Referring to fig. 5, when an asymmetric short-circuit fault occurs in the power system, the grid-connected inverter constructs three-phase output current i of the grid-connected control system 2 _{abc_out} There may be a negative sequence component of great magnitude which may cause overcurrent, damaging the device. At this time, if only the negative sequence current feedback module 11 is adopted, the magnitude of the negative sequence current is obviously suppressed, but still obvious, please refer to fig. 6. Adding a negative sequence voltage feedforward control module 12, and outputting three-phase output current i _{abc_out} The negative sequence component in (b) is reduced to almost zero, see fig. 7.

In summary, the first filtering unit 111 is configured to filter the three-phase output current to obtain the negative sequence component instantaneous value. The amplifying unit 112 amplifies the negative sequence component instantaneous value to obtain an amplified negative sequence component instantaneous value. The difference unit calculates the difference between the first voltage reference value and the amplified negative sequence component instantaneous value to obtain a difference value; the difference is a second voltage reference. The negative sequence current feedback module 11 can inhibit the generation of negative sequence current in a normal working state caused by factors such as PWM driving control precision of the grid-connected converter and parameter asymmetry of three-phase elements of the power system, and reduce the negative sequence component output by the grid-connected converter, see fig. 6.

The second filtering unit 121 filters the three-phase system voltage to obtain a three-phase negative sequence component. The summation unit performs summation calculation on the first voltage reference value and the three-phase negative sequence component to obtain a summation value; the sum value is a third voltage reference value.
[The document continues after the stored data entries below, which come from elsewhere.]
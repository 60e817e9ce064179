//! FTP/FTPS Session
//!
//! [`ProtocolSession`] over an FTP control connection. FTP servers drop idle
//! control connections freely, so every operation first checks the control
//! channel with `NOOP` and transparently logs in again if it is gone.

use std::sync::atomic::{AtomicBool, Ordering};
use std::time::Duration;

use async_trait::async_trait;
use chrono::Utc;
use tokio::net::TcpStream;
use tokio::sync::Mutex;
use tracing::{debug, info, warn};

use super::codec::{reply_error, FtpCodec, FtpReply};
use super::parser::{parse_list, parse_mlsd, parse_mlst_line, ListingEntry};
use super::tls::TlsContext;
use super::transfer::{DataStream, PassiveMode};
use crate::config::{AuthConfig, ConnectionConfig, Protocol, TransportSecurity};
use crate::remote::{path, ProtocolSession, RemoteEntry, RemoteError, RemoteResult};

/// Bound for NOOP liveness checks and QUIT
const CONTROL_PROBE_TIMEOUT: Duration = Duration::from_secs(10);

/// Password sent for anonymous logins
const ANONYMOUS_PASSWORD: &str = "anonymous@";

/// Server capabilities from `FEAT`
#[derive(Debug, Clone, Default, PartialEq, Eq)]
pub struct Features {
    pub mlsd: bool,
    pub mlst: bool,
    pub epsv: bool,
    pub utf8: bool,
}

impl Features {
    /// Parse a `211` FEAT reply. The first and last lines are framing.
    pub fn parse(reply: &FtpReply) -> Self {
        let mut features = Self::default();
        let inner = reply
            .lines
            .iter()
            .skip(1)
            .take(reply.lines.len().saturating_sub(2));
        for line in inner {
            let name = line
                .split_whitespace()
                .next()
                .unwrap_or_default()
                .to_ascii_uppercase();
            match name.as_str() {
                "MLSD" => features.mlsd = true,
                // MLST implies MLSD (RFC 3659 §7.8)
                "MLST" => {
                    features.mlst = true;
                    features.mlsd = true;
                }
                "EPSV" => features.epsv = true,
                "UTF8" => features.utf8 = true,
                _ => {}
            }
        }
        features
    }
}

/// One logged-in control connection
struct Control {
    codec: FtpCodec,
    features: Features,
    passive: PassiveMode,
    tls: Option<TlsContext>,
    host: String,
    data_timeout: Duration,
    /// Set while a command exchange is running; still set on entry means the
    /// previous exchange was cancelled and replies may be out of step.
    in_flight: bool,
}
//! Connection identity
//!
//! `(protocol, username, host, port)` is the one stable identity of a
//! connection. Three derived keys are views over it:
//!
//! - `user@host:port` keys locks and health in logs
//! - `protocol-user-host-port` keys the credential store, so an SFTP and an
//!   FTP account on the same host never collide
//! - a filesystem-safe directory name isolates each connection's local cache

use std::path::{Path, PathBuf};

use serde::{Deserialize, Serialize};

use super::error::{RemoteError, RemoteResult};
use crate::config::Protocol;

#[derive(Debug, Clone, PartialEq, Eq, Hash, Serialize, Deserialize)]
pub struct ConnectionIdentity {
    pub protocol: Protocol,
    pub username: String,
    pub host: String,
    pub port: u16,
}

impl ConnectionIdentity {
    pub fn new(
        protocol: Protocol,
        username: impl Into<String>,
        host: impl Into<String>,
        port: u16,
    ) -> Self {
        Self {
            protocol,
            username: username.into(),
            host: host.into(),
            port,
        }
    }

    /// `username@host:port`
    pub fn lock_key(&self) -> String {
        format!("{}@{}:{}", self.username, self.host, self.port)
    }

    /// `protocol-username-host-port`
    pub fn credential_key(&self) -> String {
        format!(
            "{}-{}-{}-{}",
            self.protocol, self.username, self.host, self.port
        )
    }

    /// Filesystem-safe directory name for this connection's cache subtree
    pub fn cache_dir_name(&self) -> String {
        sanitize_component(&self.lock_key())
    }
}

/// Substitute characters that are unsafe in a single path component:
/// `@` becomes `-at-`, separators and `:` become `-`, and other reserved
/// characters become `_`.
pub fn sanitize_component(raw: &str) -> String {
    let mut out = String::with_capacity(raw.len() + 4);
    for c in raw.chars() {
        match c {
            '@' => out.push_str("-at-"),
            ':' | '/' | '\\' => out.push('-'),
            '<' | '>' | '"' | '|' | '?' | '*' => out.push('_'),
            c if c.is_control() => out.push('_'),
            c => out.push(c),
        }
    }
    match out.as_str() {
        "" | "." | ".." => out.replace('.', "_") + "_",
        _ => out,
    }
}

/// Local path mirroring `remote_path` inside the connection's cache subtree.
///
/// The result always lies under `base/<cache_dir_name>`; remote paths that
/// would climb out of it are rejected.
pub fn local_cache_path(
    base: &Path,
    identity: &ConnectionIdentity,
    remote_path: &str,
) -> RemoteResult<PathBuf> {
    let mut path = base.join(identity.cache_dir_name());
    for segment in remote_path.split('/') {
        match segment {
            "" | "." => {}
            ".." => {
                return Err(RemoteError::Unsupported(format!(
                    "remote path escapes the cache directory: {}",
                    remote_path
                )))
            }
            other => path.push(sanitize_segment(other)),
        }
    }
    Ok(path)
}

// Remote names keep `@` and `:` readable but must not carry separators.
fn sanitize_segment(segment: &str) -> String {
    segment
        .chars()
        .map(|c| match c {
            '\\' | ':' | '<' | '>' | '"' | '|' | '?' | '*' => '_',
            c if c.is_control() => '_',
            c => c,
        })
        .collect()
}

#[cfg(test)]
mod tests {
    use super::*;

    fn identity() -> ConnectionIdentity {
        ConnectionIdentity::new(Protocol::Sftp, "deploy", "example.com", 22)
    }

    #[test]
    fn test_derived_keys() {
        let id = identity();
        assert_eq!(id.lock_key(), "deploy@example.com:22");
        assert_eq!(id.credential_key(), "sftp-deploy-example.com-22");
        assert_eq!(id.cache_dir_name(), "deploy-at-example.com-22");

        let ftp = ConnectionIdentity::new(Protocol::Ftp, "deploy", "example.com", 22);
        assert_ne!(ftp.credential_key(), id.credential_key());
        assert_eq!(ftp.lock_key(), id.lock_key());
    }

    #[test]
    fn test_sanitize_reserved() {
        assert_eq!(sanitize_component("a@b:c/d\\e"), "a-at-b-c-d-e");
        assert_eq!(sanitize_component("x*y?z|w"), "x_y_z_w");
        assert_eq!(sanitize_component(".."), "___");

        let v6 = ConnectionIdentity::new(Protocol::Ftp, "me", "fe80::1", 21);
        assert_eq!(v6.cache_dir_name(), "me-at-fe80--1-21");
    }

    #[test]
    fn test_local_cache_path_isolated() {
        let base = Path::new("/tmp/cache");
        let path = local_cache_path(base, &identity(), "/var/www/index.html").unwrap();
        assert_eq!(
            path,
            PathBuf::from("/tmp/cache/deploy-at-example.com-22/var/www/index.html")
        );

        assert!(local_cache_path(base, &identity(), "/var/../../etc/passwd").is_err());
    }
}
The negative sequence voltage feedforward control module 12 makes the output voltage of the grid-connected converter have the same negative sequence component as the three-phase system voltage on the basis of the negative sequence current feedback module 11, thereby preventing the negative sequence current from flowing into or flowing out of the grid-connected converter, further reducing the negative sequence current output by the grid-connected converter when the power system has an asymmetric fault, and improving the running stability of the grid-connected converter and the power system, as shown in fig. 7.

In other embodiments of the present invention, the negative sequence voltage feedforward control module 12 further includes: the determination unit 122.

The determining unit 122 is connected to the second filtering unit 121, and the determining unit 122 is configured to determine the line voltage effective value of the three-phase negative sequence component and the magnitude of the preset threshold.

And if the line voltage effective value of the three-phase negative sequence component is smaller than or equal to a preset threshold value, outputting a second voltage reference value.

And if the line voltage effective value of the three-phase negative sequence component is larger than a preset threshold value, outputting a third voltage reference value.

In one example, a person skilled in the art may flexibly design the preset threshold, for example, the preset threshold is 3% of the three-phase output voltage rated value, the preset threshold is 5% of the three-phase output voltage rated value, the preset threshold is 8% of the three-phase output voltage rated value, and so on, which will not be described herein.

In other embodiments of the present invention, the first filtering unit 111 includes at least: the first Park conversion sub-module, the first filter and the first Park inverse conversion sub-module.

The first Park conversion sub-module is used for carrying out Park conversion on the three-phase output current to obtain a converted three-phase output current.

The first filter is connected with the first Park conversion submodule and is used for filtering the converted three-phase output current to obtain a filtered three-phase output current.

The first Park inverse transformation submodule is connected with the first filter and is used for carrying out Park inverse transformation on the three-phase output current after filtering to obtain a negative sequence component instantaneous value.

In one example, the first filter may be specifically classified into a band-stop filter and a low-pass filter. The frequency threshold of the band-stop filter is 100Hz, and the frequency range of the low-pass filter is 250-1000 Hz.

Referring to fig. 8, after the three-phase output current is input into the first Park conversion sub-module, the three-phase output current after the first Park conversion is obtained. The three-phase output current after transformation is filtered for the first time by a band-stop filter of 100Hz, and then is filtered for the second time by a low-pass filter of 250-1000 Hz, so as to obtain the three-phase output current after filtration. And obtaining a negative sequence component instantaneous value after the filtered three-phase output current is subjected to Park conversion for the second time by the first Park inverse conversion sub-module.

In another example, the negative value- θ (-120 degrees) of the positive sequence three-phase output voltage phase angle of the power system is utilized to carry out Park conversion on the three-phase output voltage instantaneous value, and after the obtained d-axis and q-axis voltage signals pass through a 100Hz band-stop filter and another low-pass filter, the negative value- θ is utilized to carry out Park reverse conversion, so that the three-phase negative sequence component instantaneous value can be obtained.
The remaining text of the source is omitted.